Но вот в сводках Совинформбюро голос Левитана: «Завершилось окружение немецких войск». Событие отмечаем у маминой подруги. Женщин человек 5 и я с мамой. Все пьют водку за фронтовиков, мужей убитых и живых, за каждого отдельно. Мы с мамой пьём морс. Её уговаривают: «... ведь теперь за твоего пьём». «Нет, мы с ним не пили». Так и не уговорили. Они обиделись. Потом пьяные стали расхваливать меня: «Единственный мужик за нашим столом, да какой симпатичный».       Помню, в те дни был иней. Ручки дверей стали белыми, как мороженое на палочке. «Слабо лизнуть !?».  Ну я, дурак, и лизнул. Потом мне язык горячей водой от ручки отпаривали. Хочется воспитательницам смеяться, еле сдерживаются.  Отпарили. Потом долго ел только кашу. Весёлый был детсад. Нашли как-то мы за садом под горкой документы. Дети говорят, фашистские, а я вижу, паспорт наш, и взял. Мама посмотрела находку, говорит: «Надо вернуть разине». Полчаса в трамвае ехали, а разиня спрашивает: « А не было ли там ещё такой книжечки?». Я отвечаю «была, дети говорили – фашистская». А разиня даже спасибо не сказал. Говорит: «Это был мой белый билет. Привезли, я бы вам литр водки поставил, а теперь мне из-за вас, дураков, на фронт идти». Обратно час на двух трамваях сердитые ехали домой. Нужна нам его водка – мы человеку помогали, а он скотина.

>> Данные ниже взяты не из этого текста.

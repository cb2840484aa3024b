//! Tokenizer/segmenter.
//!
//! Splits raw text into phrase-worthy runs and, within each run, into
//! individual words. Both matchers derive from three configurable character
//! classes: *letters* (what words are made of), *joiners* (characters such
//! as apostrophes and hyphens allowed inside a word when flanked by letters)
//! and *separators* (what may sit between the words of one phrase).
//!
//! Identical text and identical rules always yield an identical ordered id
//! sequence.

use regex::Regex;
use serde::{Deserialize, Serialize};

use crate::error::TokenizeResult;
use crate::words::{WordCache, WordId};

/// Character classes the tokenizer is built from.
///
/// Each field is the body of a regex character class (no surrounding
/// brackets).
#[derive(Debug, Clone, PartialEq, Eq, Serialize, Deserialize)]
#[serde(default)]
pub struct TokenRules {
    /// Characters a word is made of.
    pub letters: String,
    /// Characters allowed inside a word when flanked by letters on both
    /// sides.
    pub joiners: String,
    /// Characters that may separate consecutive words of one phrase.
    pub separators: String,
}

impl Default for TokenRules {
    fn default() -> Self {
        Self {
            letters: "a-zA-Zа-яА-ЯёЁ".to_string(),
            joiners: "'_-".to_string(),
            separators: " \\t'-".to_string(),
        }
    }
}

impl TokenRules {
    /// Pattern matching one maximal word.
    fn word_pattern(&self) -> String {
        format!(
            "[{letters}]+(?:[{joiners}][{letters}]+)*",
            letters = self.letters,
            joiners = self.joiners,
        )
    }

    /// Pattern matching one phrase run: words separated by short separator
    /// runs.
    fn phrase_pattern(&self) -> String {
        let word = self.word_pattern();
        format!("{word}(?:[{separators}]+{word})*", separators = self.separators)
    }
}

/// Compiled word and phrase matchers for one rule set.
#[derive(Debug, Clone)]
pub struct Tokenizer {
    word_re: Regex,
    phrase_re: Regex,
}

impl Tokenizer {
    /// Compiles the matchers for `rules`.
    pub fn new(rules: &TokenRules) -> TokenizeResult<Self> {
        let word_re = Regex::new(&rules.word_pattern())?;
        let phrase_re = Regex::new(&rules.phrase_pattern())?;
        Ok(Self { word_re, phrase_re })
    }

    /// Lazily yields the phrase substrings of `text`, in order.
    pub fn phrases<'t>(&self, text: &'t str) -> impl Iterator<Item = &'t str> {
        self.phrase_re.find_iter(text).map(|m| m.as_str())
    }

    /// Lazily yields the words of one phrase substring, in order.
    pub fn words<'t>(&self, phrase: &'t str) -> impl Iterator<Item = &'t str> {
        self.word_re.find_iter(phrase).map(|m| m.as_str())
    }

    /// Interns every word of `phrase` and returns the ordered id sequence.
    pub fn word_ids(&self, phrase: &str, cache: &mut WordCache) -> Vec<WordId> {
        self.words(phrase).map(|w| cache.put(w)).collect()
    }
}

#[cfg(test)]
mod tests {
    use super::*;

    fn tokenizer() -> Tokenizer {
        Tokenizer::new(&TokenRules::default()).unwrap()
    }

    #[test]
    fn phrases_break_on_line_ends() {
        let t = tokenizer();
        let phrases: Vec<_> = t.phrases("one two\r\nthree four").collect();
        assert_eq!(phrases, vec!["one two", "three four"]);
    }

    #[test]
    fn separator_runs_stay_inside_one_phrase() {
        let t = tokenizer();
        let phrases: Vec<_> = t.phrases("alpha - beta   gamma").collect();
        assert_eq!(phrases, vec!["alpha - beta   gamma"]);
        let words: Vec<_> = t.words(phrases[0]).collect();
        assert_eq!(words, vec!["alpha", "beta", "gamma"]);
    }

    #[test]
    fn joiners_need_letters_on_both_sides() {
        let t = tokenizer();
        let words: Vec<_> = t.words("Word's-B -trailing- 'quoted'").collect();
        assert_eq!(words, vec!["Word's-B", "trailing", "quoted"]);
    }

    #[test]
    fn leading_and_trailing_separators_are_dropped() {
        let t = tokenizer();
        let phrases: Vec<_> = t.phrases("  - alpha beta  - ").collect();
        assert_eq!(phrases, vec!["alpha beta"]);
    }

    #[test]
    fn identical_input_yields_identical_id_sequences() {
        let text = "Déjà vu? the CAT the cat the Cat";
        let ids_a = {
            let t = tokenizer();
            let mut cache = WordCache::new();
            t.phrases(text)
                .flat_map(|p| t.word_ids(p, &mut cache))
                .collect::<Vec<_>>()
        };
        let ids_b = {
            let t = tokenizer();
            let mut cache = WordCache::new();
            t.phrases(text)
                .flat_map(|p| t.word_ids(p, &mut cache))
                .collect::<Vec<_>>()
        };
        assert_eq!(ids_a, ids_b);
    }

    #[test]
    fn custom_letter_class() {
        let rules = TokenRules {
            letters: "0-9".to_string(),
            joiners: ".".to_string(),
            separators: " ".to_string(),
        };
        let t = Tokenizer::new(&rules).unwrap();
        let words: Vec<_> = t.words("3.14 abc 42").collect();
        assert_eq!(words, vec!["3.14", "42"]);
    }

    #[test]
    fn invalid_class_body_is_an_error() {
        let rules = TokenRules {
            letters: "z-a".to_string(),
            ..TokenRules::default()
        };
        assert!(Tokenizer::new(&rules).is_err());
    }
}
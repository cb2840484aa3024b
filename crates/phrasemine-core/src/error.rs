//! Error types for phrasemine-core.

use camino::Utf8PathBuf;
use thiserror::Error;

/// Errors that can occur when loading job configuration.
#[derive(Error, Debug)]
pub enum ConfigError {
    /// Failed to deserialize configuration.
    #[error("invalid configuration: {0}")]
    Deserialize(#[from] Box<figment::Error>),
}

/// Result type alias using [`ConfigError`].
pub type ConfigResult<T> = Result<T, ConfigError>;

/// Errors from compiling tokenizer character classes.
#[derive(Error, Debug)]
pub enum TokenizeError {
    /// A configured character class produced an invalid pattern.
    #[error("invalid token pattern: {0}")]
    Pattern(#[from] regex::Error),
}

/// Result type alias using [`TokenizeError`].
pub type TokenizeResult<T> = Result<T, TokenizeError>;

/// Errors around the persisted traversal state and results log.
#[derive(Error, Debug)]
pub enum StateError {
    /// The file exists but could not be read.
    #[error("cannot read {path}: {source}")]
    Read {
        /// File that failed to read.
        path: Utf8PathBuf,
        /// Underlying I/O error.
        source: std::io::Error,
    },

    /// The file exists but does not parse. Deliberately fatal: silently
    /// starting from empty state would reprocess the corpus undetected.
    #[error("state file {path} is corrupt: {source}")]
    Corrupt {
        /// File that failed to parse.
        path: Utf8PathBuf,
        /// Underlying parse error.
        source: serde_json::Error,
    },

    /// Serializing state for persistence failed.
    #[error("cannot encode state: {0}")]
    Encode(#[from] serde_json::Error),

    /// Writing the file failed.
    #[error("cannot write {path}: {source}")]
    Write {
        /// File that failed to write.
        path: Utf8PathBuf,
        /// Underlying I/O error.
        source: std::io::Error,
    },
}

/// Result type alias using [`StateError`].
pub type StateResult<T> = Result<T, StateError>;

/// Errors raised while scanning a corpus.
#[derive(Error, Debug)]
pub enum ScanError {
    /// Filesystem access failed.
    #[error("cannot access {path}: {source}")]
    Io {
        /// Path that failed.
        path: Utf8PathBuf,
        /// Underlying I/O error.
        source: std::io::Error,
    },

    /// A path on disk is not valid UTF-8.
    #[error("non-UTF-8 path under {path}")]
    NonUtf8Path {
        /// Closest representable ancestor.
        path: Utf8PathBuf,
    },

    /// An archive could not be opened, or an entry was malformed. Aborts
    /// the containing top-level unit.
    #[error("archive {path}: {message}")]
    Archive {
        /// The archive file.
        path: Utf8PathBuf,
        /// What went wrong.
        message: String,
    },

    /// The visitor reported a failure for a document.
    #[error("visitor failed on {path}: {message}")]
    Visitor {
        /// Document the visitor was handling.
        path: Utf8PathBuf,
        /// What went wrong.
        message: String,
    },

    /// Persisting traversal state failed.
    #[error(transparent)]
    State(#[from] StateError),
}

/// Result type alias using [`ScanError`].
pub type ScanResult<T> = Result<T, ScanError>;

   А потом была весна 43-го года. Вернулись из эвакуации бабушка и наш сосед Славка со своими. Бабушка стала работать в ФИАНе. Она договорилась со своим знакомым Сергеем Ивановичем Вавиловым, что организует в ФИАНе столовую. ФИАН тоже вернулся из эвакуации.  Не возить же академикам в метро и троллейбусах судки с обедами. А бабушка когда-то плавала по Енисею на пароходах поварихой. Бабушка на работу уходила раньше нас. Зато и возвращалась раньше. Она придумала игру. Мы возвращались с работы, а для меня в углу бабушка сооружала то завод, то жилую комнату. Игрушками было то, что без дела валялось в лабораториях, или то, что делали фиановские умельцы специально для меня. Однажды она принесла себе для стирки какую-то жидкость в колбе. Мы со Славкой катали металлический шарик. Он попал по колбе, она и разбилась. Славке что, он ушел к себе, а я подтираю разлившуюся жидкость. Не знал, что она ядовита, коснулся губы и завопил. Прибежала из кухни бабушка, схватила меня и в Филатовскую. Там не принимают, не их профиль, побежали в больницу у зоопарка. Там обработали мою губу. Долго болела, но шрама не осталось. Пока не ходил в сад, ходил с бабушкой в ФИАН. Там бабушка в углу у ограды устроила огород. Ну, овощами меня не удивить, а вот кукурузу я увидел  впервые. Она была выше человеческого роста, початки просто огромные. Попробовал – понравились. А за обедом варёные початки все едят –  всем нравится. Бабушка говорит, вот получим участок, я ещё тебя не тем удивлю. Получили этот участок. Весной копали целину, делали грядки. Бабушка сажала, а мы с мамой копали. Едем обратно, в электричке и метро, даже отдохнуть не успел. На Малой Бронной, у булочной, сел я на тротуар, держась за старинную тумбу для коновязи. Встать не могу, а ещё надо перейти по булыжной мостовой на другую сторону. Не возлюбил я тогда этот самый участок.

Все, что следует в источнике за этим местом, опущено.